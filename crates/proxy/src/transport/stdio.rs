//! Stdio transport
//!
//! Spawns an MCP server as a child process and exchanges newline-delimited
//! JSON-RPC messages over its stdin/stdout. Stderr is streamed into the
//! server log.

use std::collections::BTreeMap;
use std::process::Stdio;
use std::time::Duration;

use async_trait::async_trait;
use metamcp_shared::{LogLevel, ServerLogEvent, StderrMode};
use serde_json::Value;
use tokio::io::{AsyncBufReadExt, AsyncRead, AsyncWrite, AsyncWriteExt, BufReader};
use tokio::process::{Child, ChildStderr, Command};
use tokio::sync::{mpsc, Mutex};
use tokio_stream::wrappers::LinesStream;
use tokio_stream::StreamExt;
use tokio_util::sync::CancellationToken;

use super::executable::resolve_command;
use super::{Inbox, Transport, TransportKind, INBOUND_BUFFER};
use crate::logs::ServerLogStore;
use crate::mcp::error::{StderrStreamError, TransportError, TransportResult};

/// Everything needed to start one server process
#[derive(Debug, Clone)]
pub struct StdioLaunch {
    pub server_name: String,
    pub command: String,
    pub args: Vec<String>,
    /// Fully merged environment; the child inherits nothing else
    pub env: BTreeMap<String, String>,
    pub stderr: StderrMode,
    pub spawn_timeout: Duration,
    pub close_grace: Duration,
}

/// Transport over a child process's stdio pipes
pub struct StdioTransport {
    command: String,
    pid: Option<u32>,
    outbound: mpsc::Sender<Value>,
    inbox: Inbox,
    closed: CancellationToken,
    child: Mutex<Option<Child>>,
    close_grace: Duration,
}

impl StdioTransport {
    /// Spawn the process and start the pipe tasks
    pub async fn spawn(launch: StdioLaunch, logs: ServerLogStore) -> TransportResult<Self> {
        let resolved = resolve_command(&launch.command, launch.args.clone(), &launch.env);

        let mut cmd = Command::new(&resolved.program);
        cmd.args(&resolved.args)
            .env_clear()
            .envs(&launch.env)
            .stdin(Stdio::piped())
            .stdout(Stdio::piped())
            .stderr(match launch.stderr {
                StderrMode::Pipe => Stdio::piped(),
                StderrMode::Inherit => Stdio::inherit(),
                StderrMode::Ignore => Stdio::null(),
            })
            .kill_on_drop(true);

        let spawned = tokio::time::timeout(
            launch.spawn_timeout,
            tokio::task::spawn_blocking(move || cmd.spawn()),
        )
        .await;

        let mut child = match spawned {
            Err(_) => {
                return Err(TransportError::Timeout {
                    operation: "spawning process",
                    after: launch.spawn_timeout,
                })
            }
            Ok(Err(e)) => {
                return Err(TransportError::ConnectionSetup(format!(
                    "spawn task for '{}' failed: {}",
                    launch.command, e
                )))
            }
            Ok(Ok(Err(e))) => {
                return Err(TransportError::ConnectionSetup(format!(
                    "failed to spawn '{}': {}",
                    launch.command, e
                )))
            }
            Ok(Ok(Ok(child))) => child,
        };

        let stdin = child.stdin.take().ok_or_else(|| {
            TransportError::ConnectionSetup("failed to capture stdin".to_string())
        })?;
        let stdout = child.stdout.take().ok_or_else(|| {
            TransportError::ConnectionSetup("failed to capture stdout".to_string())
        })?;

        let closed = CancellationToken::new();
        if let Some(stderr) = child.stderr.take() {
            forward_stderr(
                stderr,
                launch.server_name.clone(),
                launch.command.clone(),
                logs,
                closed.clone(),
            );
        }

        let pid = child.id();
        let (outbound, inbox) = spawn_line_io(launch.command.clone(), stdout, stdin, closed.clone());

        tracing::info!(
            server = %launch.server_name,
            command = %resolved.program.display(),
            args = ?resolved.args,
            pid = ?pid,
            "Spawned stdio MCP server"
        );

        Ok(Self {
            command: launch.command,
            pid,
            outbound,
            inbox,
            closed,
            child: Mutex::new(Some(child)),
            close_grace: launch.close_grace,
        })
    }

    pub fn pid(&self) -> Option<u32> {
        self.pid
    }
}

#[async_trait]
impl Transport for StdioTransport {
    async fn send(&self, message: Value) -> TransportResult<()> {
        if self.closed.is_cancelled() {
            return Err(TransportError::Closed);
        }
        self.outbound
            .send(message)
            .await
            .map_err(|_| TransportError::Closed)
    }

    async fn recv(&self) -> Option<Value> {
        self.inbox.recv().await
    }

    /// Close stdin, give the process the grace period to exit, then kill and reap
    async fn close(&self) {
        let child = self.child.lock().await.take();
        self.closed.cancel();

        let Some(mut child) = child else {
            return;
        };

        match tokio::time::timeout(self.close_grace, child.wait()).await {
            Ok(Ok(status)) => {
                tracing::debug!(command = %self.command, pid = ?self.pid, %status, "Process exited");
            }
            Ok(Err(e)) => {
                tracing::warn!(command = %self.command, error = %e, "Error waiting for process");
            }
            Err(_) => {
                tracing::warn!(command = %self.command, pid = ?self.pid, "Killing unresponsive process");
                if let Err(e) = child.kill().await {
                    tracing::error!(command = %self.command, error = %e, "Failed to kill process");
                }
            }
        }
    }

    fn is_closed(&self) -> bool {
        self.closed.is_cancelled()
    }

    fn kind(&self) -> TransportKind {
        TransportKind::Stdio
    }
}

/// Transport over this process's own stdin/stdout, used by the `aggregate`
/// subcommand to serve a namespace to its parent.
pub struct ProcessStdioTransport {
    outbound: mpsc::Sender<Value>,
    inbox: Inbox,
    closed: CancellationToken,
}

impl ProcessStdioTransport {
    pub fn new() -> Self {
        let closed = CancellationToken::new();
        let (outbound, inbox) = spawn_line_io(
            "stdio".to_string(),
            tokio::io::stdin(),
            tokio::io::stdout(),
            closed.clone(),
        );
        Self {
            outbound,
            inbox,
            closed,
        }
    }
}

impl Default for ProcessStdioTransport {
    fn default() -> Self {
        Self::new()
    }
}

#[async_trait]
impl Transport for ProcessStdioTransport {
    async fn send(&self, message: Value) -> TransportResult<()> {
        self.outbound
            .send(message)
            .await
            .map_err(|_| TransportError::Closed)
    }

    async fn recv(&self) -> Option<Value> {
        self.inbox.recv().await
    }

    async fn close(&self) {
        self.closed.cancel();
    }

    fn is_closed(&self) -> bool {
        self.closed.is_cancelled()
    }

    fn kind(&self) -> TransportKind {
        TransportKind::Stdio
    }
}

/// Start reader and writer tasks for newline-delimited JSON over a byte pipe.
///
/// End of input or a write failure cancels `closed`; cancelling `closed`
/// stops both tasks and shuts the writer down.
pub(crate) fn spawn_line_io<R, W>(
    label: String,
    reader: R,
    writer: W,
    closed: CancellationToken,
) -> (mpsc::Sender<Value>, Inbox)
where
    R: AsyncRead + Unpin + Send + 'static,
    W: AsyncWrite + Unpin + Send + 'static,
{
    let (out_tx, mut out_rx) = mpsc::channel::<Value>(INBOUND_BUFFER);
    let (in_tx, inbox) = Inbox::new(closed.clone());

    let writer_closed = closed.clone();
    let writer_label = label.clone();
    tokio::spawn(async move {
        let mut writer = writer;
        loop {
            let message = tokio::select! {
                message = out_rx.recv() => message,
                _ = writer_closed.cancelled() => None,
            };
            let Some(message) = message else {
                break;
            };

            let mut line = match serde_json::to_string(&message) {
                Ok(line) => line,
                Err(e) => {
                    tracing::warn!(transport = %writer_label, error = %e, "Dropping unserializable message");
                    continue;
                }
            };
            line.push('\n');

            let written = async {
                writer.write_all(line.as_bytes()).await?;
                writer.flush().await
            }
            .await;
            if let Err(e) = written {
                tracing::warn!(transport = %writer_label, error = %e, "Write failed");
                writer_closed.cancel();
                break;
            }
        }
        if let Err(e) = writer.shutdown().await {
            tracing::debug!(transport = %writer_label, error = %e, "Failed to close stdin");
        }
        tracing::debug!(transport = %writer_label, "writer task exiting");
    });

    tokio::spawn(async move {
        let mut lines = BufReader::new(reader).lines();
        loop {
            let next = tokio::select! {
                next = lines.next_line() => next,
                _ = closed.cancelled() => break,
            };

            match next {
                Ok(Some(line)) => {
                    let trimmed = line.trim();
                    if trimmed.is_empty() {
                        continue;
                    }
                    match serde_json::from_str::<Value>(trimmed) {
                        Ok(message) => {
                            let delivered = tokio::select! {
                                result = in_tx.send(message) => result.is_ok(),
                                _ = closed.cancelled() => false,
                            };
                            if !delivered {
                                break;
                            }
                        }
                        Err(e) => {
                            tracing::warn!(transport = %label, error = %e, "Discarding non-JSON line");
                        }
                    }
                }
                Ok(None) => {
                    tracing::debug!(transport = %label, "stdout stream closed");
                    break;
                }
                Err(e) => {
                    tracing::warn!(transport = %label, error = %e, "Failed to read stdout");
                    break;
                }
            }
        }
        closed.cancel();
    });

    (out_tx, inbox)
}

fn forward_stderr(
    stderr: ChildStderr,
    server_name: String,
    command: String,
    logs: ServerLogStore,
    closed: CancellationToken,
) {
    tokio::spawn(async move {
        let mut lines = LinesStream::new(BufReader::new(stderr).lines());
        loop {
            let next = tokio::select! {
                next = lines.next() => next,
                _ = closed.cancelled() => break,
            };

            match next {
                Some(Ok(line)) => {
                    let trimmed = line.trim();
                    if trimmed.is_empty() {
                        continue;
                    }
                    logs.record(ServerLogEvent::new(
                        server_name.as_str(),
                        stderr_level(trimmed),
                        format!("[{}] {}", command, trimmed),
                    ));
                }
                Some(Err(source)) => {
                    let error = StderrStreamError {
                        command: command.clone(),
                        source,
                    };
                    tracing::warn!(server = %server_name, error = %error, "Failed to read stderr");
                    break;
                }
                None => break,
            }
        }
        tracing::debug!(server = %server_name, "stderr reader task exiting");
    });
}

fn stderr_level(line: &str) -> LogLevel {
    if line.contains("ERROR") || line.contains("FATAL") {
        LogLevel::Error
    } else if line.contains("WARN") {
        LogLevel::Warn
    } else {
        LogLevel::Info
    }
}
※ ※ ※
**Problem to solve**
Starting at the first line of the material above, reproduce each line exactly up to and including the line with "use tokio_util::sync::CancellationToken;".

**Result for this exercise**
filename crates/proxy/src/transport/stdio.rs
//! Stdio transport
//!
//! Spawns an MCP server as a child process and exchanges newline-delimited
//! JSON-RPC messages over its stdin/stdout. Stderr is streamed into the
//! server log.

use std::collections::BTreeMap;
use std::process::Stdio;
use std::time::Duration;

use async_trait::async_trait;
use metamcp_shared::{LogLevel, ServerLogEvent, StderrMode};
use serde_json::Value;
use tokio::io::{AsyncBufReadExt, AsyncRead, AsyncWrite, AsyncWriteExt, BufReader};
use tokio::process::{Child, ChildStderr, Command};
use tokio::sync::{mpsc, Mutex};
use tokio_stream::wrappers::LinesStream;
use tokio_stream::StreamExt;
use tokio_util::sync::CancellationToken;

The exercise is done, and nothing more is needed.